Is Carmhelga… er, Carmen… a paragon of seductive selfishness or a strong, sexually empowered female? Or perhaps a bit of both?
There is much to be said for a straight-ahead feminist reading of Bizet’s opera such as this. However, it omits something important about both Carmen’s and Don Jose’s characters: namely that as we walked out of the theater, Teniesha and I both remarked that we found ourselves feeling sorry for Don Jose and feeling a vague dislike of Carmen. She is not merely a strong, liberated woman, destroyed by the values of the male power structure as internalized by Don Jose.
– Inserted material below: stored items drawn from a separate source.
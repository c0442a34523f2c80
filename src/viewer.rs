//! Browsing, answer checking and editing of single annotation files through
//! the manifest.

use std::{
    fs,
    path::{Path, PathBuf},
};

use anyhow::{Context, Result};
use log::info;

use crate::annotation::{Annotation, StateUrl};
use crate::answer::AnswerKey;
use crate::manifest::{Manifest, ManifestEntry};

/// Where a `--folder` / `--name` pair lands in the manifest.
#[derive(Debug, PartialEq, Eq)]
pub enum Selection<'a> {
    Folders(Vec<&'a str>),
    Files(Vec<&'a str>),
    Question(&'a ManifestEntry),
}

pub fn select<'a>(
    manifest: &'a Manifest,
    folder: Option<&'a str>,
    name: Option<&str>,
) -> Result<Selection<'a>> {
    let Some(folder) = folder else {
        return Ok(Selection::Folders(manifest.folders()));
    };
    let Some(name) = name else {
        return Ok(Selection::Files(
            manifest.files_in(folder).map(|e| e.name.as_str()).collect(),
        ));
    };
    manifest
        .find(folder, name)
        .map(Selection::Question)
        .with_context(|| format!("{folder}/{name} is not in the manifest"))
}

#[derive(Debug, Clone, PartialEq, Eq)]
pub struct Verdict {
    pub correct: bool,
    /// Raw `Answer` text, trimmed
    pub expected: String,
}

/// One opened annotation file.
#[derive(Debug, Clone)]
pub struct Question {
    pub path: PathBuf,
    pub annotation: Annotation,
}

impl Question {
    pub fn open(dataset_root: &Path, entry: &ManifestEntry) -> Result<Self> {
        let path = dataset_root.join(&entry.json_path);
        let raw = fs::read_to_string(&path)
            .with_context(|| format!("reading {}", path.display()))?;
        let annotation = Annotation::from_json(&raw)
            .with_context(|| format!("Failed to parse {}", entry.name))?;
        Ok(Self { path, annotation })
    }

    /// `Res Arcana (ID 12, tier 1)`
    pub fn title(&self) -> String {
        let ann = &self.annotation;
        let game = ann.game_name().unwrap_or("?");
        match ann.tier() {
            Some(t) => format!("{game} (ID {}, tier {t})", ann.id()),
            None => format!("{game} (ID {})", ann.id()),
        }
    }

    pub fn image_paths(&self, dataset_root: &Path) -> Vec<PathBuf> {
        resolve(&self.annotation.game_state_url, dataset_root)
    }

    /// Companion machine-readable state files.
    pub fn state_paths(&self, dataset_root: &Path) -> Vec<PathBuf> {
        resolve(&self.annotation.json_game_state_url, dataset_root)
    }

    pub fn check(&self, key: &AnswerKey, user: &str) -> Verdict {
        let raw = self.annotation.answer();
        Verdict {
            correct: key.check(user, &raw),
            expected: raw.trim().to_string(),
        }
    }

    /// Replace the file with `edited`, written in the sanitizer's layout.
    /// Text that is not a JSON object is refused and the file is left as is.
    pub fn save_edit(&mut self, edited: &str) -> Result<()> {
        let parsed = Annotation::from_json(edited).context("Invalid JSON")?;
        let pretty = serde_json::to_string_pretty(&parsed)?;
        fs::write(&self.path, pretty)
            .with_context(|| format!("writing {}", self.path.display()))?;
        info!("saved edit to {}", self.path.display());
        self.annotation = parsed;
        Ok(())
    }
}

fn resolve(url: &StateUrl, dataset_root: &Path) -> Vec<PathBuf> {
    url.strings()
        .into_iter()
        .filter(|s| !s.trim().is_empty())
        .map(|s| dataset_root.join(s))
        .collect()
}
We are not mere Victorian prudes, balking at Carmen’s open, aggressive female sexuality.
Rather, we are balking at Carmen’s seeming disregard for anyone but herself. It is not that she uses Don Jose or Escamillo as means to an end – as far as I can tell, she seems to genuinely care for them. However, her caring only lasts as long as her passions, sexual or otherwise. Her obsession with la liberté, as she sings so ardently at the close of Act II, to the exclusion of such virtues as loyalty and compassion, leads to a laissez-faire attitude toward relationships romantic and otherwise. As in relationships as in economics, laissez-faire may appear attractive on its surface. But it is ultimately unsustainable – as both Carmen and Don Jose tragically discover.
Even as Don Jose finds his relationships with his mother and with Micaëla stifling or even “boring,” they provide him with a sense of groundedness. He sings in Act I of his mother standing by him in troubled times and forgiving him for his past mistakes. This is the stuff of which sustaining human relationships are made: growing together, learning to overcome adversity together, learning to love one another in spite of imperfections and human frailties. Certainly there is something lacking in Don Jose’s life, a sense of autonomy and even adventure. Likewise, he seems to have become so invested in taking care of others–his family, his country–that he has forgotten to take care of himself.
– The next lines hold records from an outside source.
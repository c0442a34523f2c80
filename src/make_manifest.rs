/*
cargo run --bin make_manifest

cargo run --bin make_manifest -- \
    --root annotation_data \
    --out docs/manifest.json \
    --path-prefix annotation_data \
    --mode flat
*/

use std::path::PathBuf;

use anyhow::Result;
use clap::Parser;
use log::info;

use ludobench_tools::{
    logging,
    manifest::{self, DEFAULT_MANIFEST_NAME},
    sanitize::DEFAULT_DATASET_ROOT,
    DiscoveryMode, ManifestConfig,
};

/// Write manifest.json listing every annotation file with its game and folder.
#[derive(Parser, Debug)]
#[command(author, version, about)]
struct Cli {
    /// Directory holding <game>_tier<N>/ folders or self-describing JSON files
    #[arg(long, value_name = "PATH", default_value = DEFAULT_DATASET_ROOT)]
    root: PathBuf,

    /// Manifest file to create/overwrite
    #[arg(short, long, value_name = "PATH", default_value = DEFAULT_MANIFEST_NAME)]
    out: PathBuf,

    /// Prefix for json_path entries (how the viewer reaches the dataset)
    #[arg(long, default_value = DEFAULT_DATASET_ROOT)]
    path_prefix: String,

    #[arg(long, value_enum, default_value_t = DiscoveryMode::Auto)]
    mode: DiscoveryMode,

    #[arg(long, value_name = "PATH", default_value = "logs")]
    log_dir: PathBuf,
}

fn main() -> Result<()> {
    // ----- parse CLI --------------------------------------------------------
    let cli = Cli::parse();

    // ----- initialise logging ----------------------------------------------
    logging::init(&cli.log_dir, "make_manifest")?;
    info!("Started - root: {:?}, out: {:?}, mode: {:?}", cli.root, cli.out, cli.mode);

    // ----- build + write -----------------------------------------------------
    let manifest_name = cli
        .out
        .file_name()
        .and_then(|s| s.to_str())
        .unwrap_or(DEFAULT_MANIFEST_NAME)
        .to_string();
    let cfg = ManifestConfig {
        path_prefix: cli.path_prefix,
        manifest_name,
        mode: cli.mode,
    };

    let manifest = manifest::build(&cli.root, &cfg)?;
    manifest.write_atomic(&cli.out)?;

    println!(
        "Created {} with {} JSON entries.",
        cli.out.display(),
        manifest.files.len()
    );
    Ok(())
}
So at first blush, Carmen would appear to be exactly what he wants and needs: completely autonomous, beckoning him away from a world of constraining duties into the wild mountains. There, she tells him, “your will is the law, home’s as wide as you can see!” However, as their relationship moves beyond that first blush of passion, Don Jose finds himself increasingly frustrated by her capriciousness. She is so worried about being tied down, about losing her freedom, that she is unwilling to do the hard work of creating and maintaining deep relationships. And so she flits from man to man, clearly enjoying herself, but leaving a trail of broken hearts in her wake, never attaining to the deep, lasting connections between Don Jose and his mother, for example.
Ultimately, the vision that she holds up, of complete “freedom” (from obligation at least) bringing complete happiness, is an illusion. And so, in a fit of disillusioned rage, Don Jose kills her. His response to this rage is less than ideal; but its source is understandable, and need not reflect poorly upon Don Jose’s character, even if his outworking of it does.
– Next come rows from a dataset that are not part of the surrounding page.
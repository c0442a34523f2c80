// Console + file logging shared by the binaries.

use std::{
    fs,
    path::{Path, PathBuf},
};

use anyhow::{Context, Result};
use chrono::Local;
use log::LevelFilter;
use simplelog::{ColorChoice, CombinedLogger, Config, TermLogger, TerminalMode, WriteLogger};

/// Warnings go to stderr; everything from `Info` up goes to
/// `<log_dir>/<timestamp>_<tool>.log`. Returns the log file path.
pub fn init(log_dir: &Path, tool: &str) -> Result<PathBuf> {
    fs::create_dir_all(log_dir)
        .with_context(|| format!("cannot create log directory {}", log_dir.display()))?;

    let timestamp = Local::now().format("%Y-%m-%d_%H-%M-%S");
    let log_path = log_dir.join(format!("{timestamp}_{tool}.log"));
    let file = fs::File::create(&log_path)
        .with_context(|| format!("cannot open log file {}", log_path.display()))?;

    CombinedLogger::init(vec![
        TermLogger::new(
            LevelFilter::Warn,
            Config::default(),
            TerminalMode::Stderr,
            ColorChoice::Auto,
        ),
        WriteLogger::new(LevelFilter::Info, Config::default(), file),
    ])
    .context("failed to initialise logger")?;

    Ok(log_path)
}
Ultimately, however, I don’t think we have to choose between Don Jose, the sexually frustrated pawn of patriarchy, and Don Jose, the tragic victim of Carmen’s and his own illusions. Nor do we have to choose between Carmen, the strong, sexually emancipated female, and Carmen, the paragon of seductive selfishness and ultimately unsustainable libertinism. It’s a matter not of either/or, but rather both/and.
F. Scott Fitzgerald famously claimed, “The test of a first rate intelligence is the ability to hold two opposed ideas in the mind at the same time, and still retain the ability to function.” It might likewise be said that the test of a first rate work of art is its capacity to admit of two opposed interpretations at the same time, and still retain its clarity of vision and artistic appeal. Judged by that criterion, Carmen succeeds mightily. No wonder we’re still watching it 140 years later.